Detection of Predatory Journal Using Machine Learning and Django

By Gaurav Bhasme

Elevator Pitch

Recently there are lots of piracy events happening in various areas. Predatory Journals take advantage of authors by asking them to publish for a fee without providing peer-review or editing services. To tackle this we have created a solution using the concept of machine learning and Django.

Description

Predatory Journals take advantage of authors by asking them to publish by paying their fees, without providing peer-review or editing services. Because predatory publishers do not follow the proper academic standards for publishing, they usually offer a quick turnaround on publishing a manuscript. They are regarded as predatory because scholars are tricked into publishing with them, although some authors may be aware that the journal is of poor quality or even fraudulent. In contrast, high-quality academic journals take longer to publish articles because they go through a proper peer review and copy-editing process. To prevent these frauds we’ve created an application by which we can determine whether a journal is predatory or not. The application is created with the help of the python framework Django which is used for maintaining individual journal records with its parameters.

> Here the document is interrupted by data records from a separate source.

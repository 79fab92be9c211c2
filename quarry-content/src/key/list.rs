//! ListKeys command

use serde::Deserialize;
use serde_json::Value;

use crate::context::ContentContext;
use crate::error::{ContentError, Result};
use crate::ops::{async_trait, Execute};

/// List all API keys, oldest first.
#[derive(Debug, Default, Deserialize)]
pub struct ListKeys {}

impl ListKeys {
    /// Create a new ListKeys command
    pub fn new() -> Self {
        Self::default()
    }
}

#[async_trait]
impl Execute<ContentContext, ContentError> for ListKeys {
    async fn execute(&self, ctx: &ContentContext) -> Result<Value> {
        let keys = ctx.read_all_keys().await?;
        Ok(serde_json::to_value(&keys)?)
    }
}
//! Core types for the content engine

mod collection;
mod entity;
mod ids;
mod key;
mod language;
mod media;

// Re-export all types
pub use collection::Collection;
pub use entity::{Entity, EntityData, EntityStatus, LocaleData};
pub use ids::{CollectionId, EntityId, KeyId, LanguageId, MediaId};
pub use key::ApiKey;
pub use language::Language;
pub use media::{MediaFile, MediaType};

/// Current UTC time as epoch seconds; the `created`/`modified` format for
/// every stored document.
pub(crate) fn now() -> i64 {
    chrono::Utc::now().timestamp()
}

The determination of a predatory journal is done by using a machine learning algorithm, i.e, Decision tree algorithm. Here the model is trained with journal name and its parameters and saved as a file so that later on whenever needed, we can load the trained model directly without re-training the model. After combining the database and ML algorithm, we get the journal details with the result after searching the journal name in the user interface.

Notes

Considering the current situation, the detection of journals is done usually in manual mode which takes a lot of time and we have converted the solution into a digital model which takes very little to no time for detection of predatory. Moreover, our solution is efficient in terms of performance.